Once a month, the kids' preschool, which is part of a temple, hosts an event called "Parents' Night Out." For a reasonable fee, a bit less than it would cost you for a regular night of babysitting, you drop your wee ones at school in their PJs with their sleeping bags, and they're entertained with arts and crafts, toys, pizza, and a couple of movies. We usually persuade our kids to do this by calling it "Kids' Night Out," an idea I shamefully stole from another preschool mom (thank you, Christine).

So while you're kids are getting settled in for an exciting evening outside the confines of your home, you and your spouse escape into the fresh night air, grab some dinner, and if the movie theater gods align with your schedule, catch a movie. But the movie theater gods really do have to align, because unless your timing is well-nigh perfect, you won't have time to dine and watch -- remember, this isn't an open-ended evening, and you don't have the option of telling the sitter to come early or stay late.

Still, it's a chance to eat something out that isn't kid food, and look at your spouse and perhaps focus on what they're saying rather than getting your kids to eat what you've put in front of them without fighting or getting side-tracked into making up an entire song about dinosaur tushies. (Yes, that really happened, though in the car, rather than at dinner, but you get the idea. I bet you never thought about dinosaurs having tushies).

Last Saturday night, when our regular sitter was unavailable, we availed ourselves of Kids' Night Out and attempted to eat and see a movie. But thanks to the nearly endless looping through various parking structures near the 3rd Street Promenade in Santa Monica, we made it to the theater just in time to buy tickets and stand in the ticket holders' line in hopes of not getting stuck seated two feet from the screen. That's when Late Blooming Dad decided he must, simply must, eat a couple of slices of pizza from Joe's Pizza of Bleeker Street. Nevermind that a faux New York pizza place was directly opposite the theater.
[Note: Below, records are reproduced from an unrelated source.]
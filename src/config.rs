// 该文件是 Beifeng （北风） 项目的一部分。
// src/config.rs - 检测器配置
//
// 本文件根据 Apache 许可证第 2.0 版（以下简称“许可证”）授权使用；
// 除非遵守该许可证条款，否则您不得使用本文件。
// 您可通过以下网址获取许可证副本：
// http://www.apache.org/licenses/LICENSE-2.0
// 除非适用法律要求或书面同意，根据本许可协议分发的软件均按“原样”提供，
// 不附带任何形式的明示或暗示的保证或条件。
// 有关许可权限与限制的具体条款，请参阅本许可协议。
//
// Copyright (C) 2026 Johann Li <me@qinka.pro>, Wareless Group

use thiserror::Error;

use crate::{
  decode::HeadLayout,
  geometry::InputShape,
  label::LabelError,
  letterbox::Interpolation,
  tensor::{Normalization, TensorOptions},
};

pub const DEFAULT_CONF_THRESHOLD: f32 = 0.5;
pub const DEFAULT_NMS_THRESHOLD: f32 = 0.5;

#[derive(Error, Debug)]
pub enum ConfigError {
  #[error("{name} 阈值必须位于 (0, 1) 区间内, 实际为 {value}")]
  InvalidThreshold { name: &'static str, value: f32 },
  #[error("输入尺寸必须为正数, 实际为 {height}x{width}")]
  InvalidInputShape { height: i64, width: i64 },
  #[error("推理引擎未声明固定的输入尺寸, 且未在配置中指定")]
  MissingInputShape,
  #[error("类别数量必须大于 0")]
  InvalidClassCount,
  #[error("模型输出 {classes} 个类别, 但只有 {labels} 个标签")]
  ClassCountMismatch { classes: usize, labels: usize },
  #[error("第 {channel} 通道的标准差必须为有限的非零值, 实际为 {value}")]
  InvalidNormalization { channel: usize, value: f32 },
  #[error("标签错误: {0}")]
  LabelError(#[from] LabelError),
}

/// 构造期配置，检测过程中只读
#[derive(Debug, Clone)]
pub struct DetectorConfig {
  /// 置信度阈值，解码和 NMS 共用
  pub conf_threshold: f32,
  /// NMS IoU 阈值
  pub nms_threshold: f32,
  /// 是否保持长宽比（letterbox）
  pub keep_ratio: bool,
  pub interpolation: Interpolation,
  pub tensor: TensorOptions,
  pub head: HeadLayout,
  /// 覆盖引擎声明的输入尺寸
  pub input_shape: Option<InputShape>,
}

impl Default for DetectorConfig {
  fn default() -> Self {
    Self {
      conf_threshold: DEFAULT_CONF_THRESHOLD,
      nms_threshold: DEFAULT_NMS_THRESHOLD,
      keep_ratio: true,
      interpolation: Interpolation::default(),
      tensor: TensorOptions::default(),
      head: HeadLayout::default(),
      input_shape: None,
    }
  }
}

impl DetectorConfig {
  pub fn with_conf_threshold(mut self, threshold: f32) -> Self {
    self.conf_threshold = threshold;
    self
  }

  pub fn with_nms_threshold(mut self, threshold: f32) -> Self {
    self.nms_threshold = threshold;
    self
  }

  pub fn with_keep_ratio(mut self, keep_ratio: bool) -> Self {
    self.keep_ratio = keep_ratio;
    self
  }

  pub fn with_interpolation(mut self, interpolation: Interpolation) -> Self {
    self.interpolation = interpolation;
    self
  }

  pub fn with_tensor_options(mut self, tensor: TensorOptions) -> Self {
    self.tensor = tensor;
    self
  }

  pub fn with_head(mut self, head: HeadLayout) -> Self {
    self.head = head;
    self
  }

  pub fn with_input_shape(mut self, input_shape: InputShape) -> Self {
    self.input_shape = Some(input_shape);
    self
  }

  pub fn validate(&self) -> Result<(), ConfigError> {
    check_threshold("置信度", self.conf_threshold)?;
    check_threshold("NMS", self.nms_threshold)?;
    if let HeadLayout::ClassScores { num_classes: 0 } = self.head {
      return Err(ConfigError::InvalidClassCount);
    }
    if let Normalization::MeanStd { std, .. } = self.tensor.normalization {
      if let Some((channel, &value)) = std
        .iter()
        .enumerate()
        .find(|&(_, v)| !v.is_finite() || *v == 0.0)
      {
        return Err(ConfigError::InvalidNormalization { channel, value });
      }
    }
    Ok(())
  }
}

fn check_threshold(name: &'static str, value: f32) -> Result<(), ConfigError> {
  if value.is_nan() || value <= 0.0 || value >= 1.0 {
    return Err(ConfigError::InvalidThreshold { name, value });
  }
  Ok(())
}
Only the authentic article would do -- and if you've ever had Joe's, you probably understand that THERE IS NO SUBSTITUTE, at least not when it's a mere four blocks away and can almost be smelled from where you are standing, if you breathe in deeply enough.
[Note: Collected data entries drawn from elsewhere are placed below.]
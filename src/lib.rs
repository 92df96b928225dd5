// 该文件是 Beifeng （北风） 项目的一部分。
// src/lib.rs - 库主文件
//
// 本文件根据 Apache 许可证第 2.0 版（以下简称“许可证”）授权使用；
// 除非遵守该许可证条款，否则您不得使用本文件。
// 您可通过以下网址获取许可证副本：
// http://www.apache.org/licenses/LICENSE-2.0
// 除非适用法律要求或书面同意，根据本许可协议分发的软件均按“原样”提供，
// 不附带任何形式的明示或暗示的保证或条件。
// 有关许可权限与限制的具体条款，请参阅本许可协议。
//
// Copyright (C) 2026 Johann Li <me@qinka.pro>, Wareless Group

pub mod config;
pub mod decode;
pub mod detector;
pub mod engine;
pub mod geometry;
pub mod input;
pub mod label;
pub mod letterbox;
pub mod nms;
pub mod output;
pub mod remap;
pub mod task;
pub mod tensor;

pub use self::config::{ConfigError, DetectorConfig};
pub use self::detector::{DetectError, DetectResult, Detection, Detector};
pub use self::engine::InferenceEngine;
pub use self::geometry::{BBox, InputShape};
pub use self::label::LabelSet;

pub trait FromUrl {
  type Error;
  fn from_url(url: &url::Url) -> Result<Self, Self::Error>
  where
    Self: Sized;
}

pub trait FromUrlWithScheme: FromUrl {
  const SCHEME: &'static str;
}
So I stood in the line, and Late Blooming Dad made a desperate run for pizza.

Poor guy, he was craving a Sicilian slice, but when he arrived, he was told it would be another four minutes until the Sicilians were out -- four minutes he just didn't have, for at that very second I was calling his cell-phone to inform him they were letting the ticket holders in, and we might have to "scrub" the mission.

Nevertheless, Late Blooming Dad persevered, and a few moments later, walked up to me near the theater, holding a white Joe's pizza box, a Dad's Rootbeer for me, and a Mexican Coke (the kind made with cane sugar, not corn syrup) for him. Trouble was, the just-out-of-high-school usher to whom we handed our tickets was not going to let us inside with the food. Late Blooming Dad appealed: "What if we eat it in the lobby?" And the older, wiser and more humane security guard behind the usher said, "Sure, come on in."

So there we were, two adults temporarily free of our preschoolers, nevertheless scarfing down our food standing up, at ninety miles per hour.

And yet, it was still Joe's, and Joe's can never really be bad.

The movie, essentially a B-picture given A-movie treatment (good writing, acting and directing, cool looking effects), was pretty good too.

So we had our dinner out, and our movie too. We even managed a frozen yogurt after the movie, and got to school just as "The Tigger Movie" -- the second kid feature of the night -- was drawing to a close.

Scarfing down pizza in the lobby of a theater and racing in to catch the movie isn't exactly what I would have called a good date pre-kids. But desperate times call for desperate measures. And best of all, I didn't have to pick up any food off the floor. So it was worth it.

1 comment:

William V. Madison said...

Dinosaur tushies! Yes! Yes, I say, yes! I see chart-busting status for this single.

This is one of the happiest stories you've told, really.